* Supplied records
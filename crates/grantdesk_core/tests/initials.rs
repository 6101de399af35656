use grantdesk_core::{initials, UNKNOWN_INITIALS};

#[test]
fn titled_full_name_uses_given_and_family_initials() {
    assert_eq!(initials(Some("Dr. Jane Smith")), "JS");
}

#[test]
fn two_part_name_uses_second_part_prefix() {
    assert_eq!(initials(Some("Mr. Einstein")), "EI");
    assert_eq!(initials(Some("Jane Smith")), "SM");
}

#[test]
fn single_part_name_uses_its_prefix() {
    assert_eq!(initials(Some("Plato")), "PL");
    assert_eq!(initials(Some("plato")), "PL");
}

#[test]
fn empty_or_absent_name_uses_placeholder() {
    assert_eq!(initials(Some("")), UNKNOWN_INITIALS);
    assert_eq!(initials(None), "?");
}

* What is being asked
Restate the data above word for word.

* Response to this task
filename crates/grantdesk_core/tests/initials.rs
repository 6101de399af35656
use grantdesk_core::{initials, UNKNOWN_INITIALS};

#[test]
fn titled_full_name_uses_given_and_family_initials() {
    assert_eq!(initials(Some("Dr. Jane Smith")), "JS");
}

#[test]
fn two_part_name_uses_second_part_prefix() {
    assert_eq!(initials(Some("Mr. Einstein")), "EI");
    assert_eq!(initials(Some("Jane Smith")), "SM");
}

#[test]
fn single_part_name_uses_its_prefix() {
    assert_eq!(initials(Some("Plato")), "PL");
    assert_eq!(initials(Some("plato")), "PL");
}

#[test]
fn empty_or_absent_name_uses_placeholder() {
    assert_eq!(initials(Some("")), UNKNOWN_INITIALS);
    assert_eq!(initials(None), "?");
}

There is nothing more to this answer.